Once I have managed to prove that every function $f:\mathbb{R}^n\to\mathbb{R}^n$ such $f(0)=0$ and $|f(u)-f(v)|=|u-v|$ for every $u,v\in\mathbb{R}^n$ is a linear operator and then orthogonal. Which I could conclude that every function that preserves distance in $\mathbb{R}^n$ has the form $g(v)=Av+b$, where $A:\mathbb{R}^n\to\mathbb{R}^n$ is an orthogonal (linear) operator and $b\in\mathbb{R}^n$ is a constant vector.
But I saw this question
Let $E$ be a vector space with inner product. Prove that every isometric immersion (preserves distance) $f:\mathbb{R}\to E$ has the form $f(t)=a+t\cdot u$ where $a,u\in E$ and $|u|=1$.
The relation is clear, but I don't know how to prove that one.
First, note that if $f$ is an isometric immersion, its derivative has unit length: $$ |f'(t)| = \lim_{\delta t\to0}\left| \frac{f(t+\delta t) - f(t)}{\delta t}\right|=1. $$ If we can show that it also has constant direction then we can write $f(t) = f(0) +t. u$ where $u = f'(t)$ for any $t$.

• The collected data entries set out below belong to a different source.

//! Option writing, exercise and expiry
//!
//! Collateral `C` per contract sits in the options reserve. Exercise pays the
//! holder a share of `C` proportional to how far the oracle price is in the
//! money; expiry returns `C` to the writer. For a given token, time and price
//! at most one of the two applies.

use facet_codec::{Facet, OptionContract, PriceFeed};
use facet_types::{CovenantError, CovenantResult, Destination};
use tracing::debug;

use crate::auth::{verify_admin, AdminAction, AdminAuthorization};
use crate::draft::{total, Context, TransitionDraft};
use crate::tokens::{Held, InputSet};

/// Whether `price` is in the money for `option`
pub fn in_the_money(option: &OptionContract, price: u64) -> bool {
    let strike = u64::from(option.strike);
    if option.is_call {
        price > strike
    } else {
        price < strike
    }
}

/// Holder's share of `collateral` at `price`; zero when out of the money
pub fn payoff(option: &OptionContract, price: u64, collateral: u64) -> u64 {
    if !in_the_money(option, price) {
        return 0;
    }
    let strike = u64::from(option.strike);
    let (gain, base) = if option.is_call {
        (price - strike, price)
    } else {
        (strike - price, strike)
    };
    let share = u128::from(collateral) * u128::from(gain) / u128::from(base);
    // gain < base, so the share never exceeds the collateral
    u64::try_from(share).unwrap_or(collateral)
}

/// Read the oracle feed, rejecting unpublished or stale prices
fn fresh_price(cx: &Context<'_>, feed: &PriceFeed) -> CovenantResult<u64> {
    let max_age = cx.deployment.params.max_price_age;
    let age = cx.now.saturating_sub(feed.published_at);
    if feed.price == 0 || age > max_age {
        return Err(CovenantError::StalePrice {
            published_at: feed.published_at,
            now: cx.now,
            max_age,
        });
    }
    Ok(feed.price)
}

/// Consume the feed and recreate it unchanged
fn reread_feed(cx: &Context<'_>, draft: &mut TransitionDraft, feed: &Held<PriceFeed>) {
    draft.spend(feed);
    draft.emit(cx.state_output(Facet::Oracle, &feed.value, Destination::Covenant));
}

/// Mint an option against locked collateral; the operator signs as writer
pub fn write_option(
    cx: &Context<'_>,
    inputs: &mut InputSet,
    option: OptionContract,
    holder: Destination,
    auth: &AdminAuthorization,
) -> CovenantResult<TransitionDraft> {
    let registry = inputs.registry(Facet::Options)?;
    registry.ensure_active()?;
    verify_admin(
        &cx.deployment.admin_key,
        auth,
        &registry.utxo.outpoint,
        &AdminAction::WriteOption {
            option,
            holder: holder.clone(),
        },
    )?;

    if option.asset != cx.deployment.oracle_asset {
        return Err(CovenantError::CategoryMismatch {
            expected: cx.deployment.oracle_asset,
            found: option.asset,
        });
    }
    if option.strike == 0 {
        return Err(CovenantError::out_of_range("strike", 0u8));
    }
    if option.expiry <= cx.now {
        return Err(CovenantError::Expired {
            now: cx.now,
            expiry: option.expiry,
        });
    }

    let collateral = cx.deployment.params.collateral_per_contract;
    let mut draft = TransitionDraft::new();
    draft.move_reserve(cx, &registry, i128::from(collateral))?;
    draft.emit(cx.state_output(Facet::Options, &option, holder));
    debug!(
        strike = option.strike,
        expiry = option.expiry,
        is_call = option.is_call,
        collateral,
        "Option written"
    );
    Ok(draft)
}

/// Exercise an in-the-money option before expiry
pub fn exercise(
    cx: &Context<'_>,
    inputs: &mut InputSet,
    payout: Destination,
) -> CovenantResult<TransitionDraft> {
    let option: Held<OptionContract> = inputs.state()?;
    if cx.now >= option.value.expiry {
        return Err(CovenantError::Expired {
            now: cx.now,
            expiry: option.value.expiry,
        });
    }
    let feed: Held<PriceFeed> = inputs.state()?;
    let price = fresh_price(cx, &feed.value)?;
    if !in_the_money(&option.value, price) {
        return Err(CovenantError::OutOfTheMoney {
            strike: option.value.strike,
            price,
        });
    }
    let registry = inputs.registry(Facet::Options)?;
    registry.ensure_active()?;
    let collateral = cx.deployment.params.collateral_per_contract;
    cx.ensure_reserve(&registry, collateral)?;
    let owed = payoff(&option.value, price, collateral);

    let mut draft = TransitionDraft::new();
    draft.spend(&option);
    draft.move_reserve(cx, &registry, -i128::from(collateral))?;
    reread_feed(cx, &mut draft, &feed);
    draft.pay(cx, payout, total("payout", &[owed, option.attached()])?, 0);
    draft.pay(cx, cx.deployment.params.writer.clone(), collateral - owed, 0);
    Ok(draft)
}

/// Return collateral to the writer for an option that expired out of the money
pub fn expire(cx: &Context<'_>, inputs: &mut InputSet) -> CovenantResult<TransitionDraft> {
    let option: Held<OptionContract> = inputs.state()?;
    if cx.now < option.value.expiry {
        return Err(CovenantError::NotYetMatured {
            now: cx.now,
            expiry: option.value.expiry,
        });
    }
    let feed: Held<PriceFeed> = inputs.state()?;
    let price = fresh_price(cx, &feed.value)?;
    if in_the_money(&option.value, price) {
        return Err(CovenantError::InTheMoney {
            strike: option.value.strike,
            price,
        });
    }
    let registry = inputs.registry(Facet::Options)?;
    registry.ensure_active()?;
    let collateral = cx.deployment.params.collateral_per_contract;
    cx.ensure_reserve(&registry, collateral)?;

    let mut draft = TransitionDraft::new();
    draft.spend(&option);
    draft.move_reserve(cx, &registry, -i128::from(collateral))?;
    reread_feed(cx, &mut draft, &feed);
    draft.pay(
        cx,
        cx.deployment.params.writer.clone(),
        total("payout", &[collateral, option.attached()])?,
        0,
    );
    Ok(draft)
}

For every three points $t_1<t_2<t_3$, by triangle inequality we have $$ t_3-t_1 = |f(t_3) - f(t_1)| \leq |f(t_3) - f(t_2)|+|f(t_2) - f(t_1)|=t_3-t_2+t_2-t_1 = t_3-t_1 $$ However, the equality can only be satisfied if $f(t_3) - f(t_2)$ and $f(t_2) - f(t_1)$ are parallel (see this post as mentioned by Lucio Tanzini in the comments). If that is true for every $t_1<t_2<t_3$, then the direction of $f'$ has to be constant.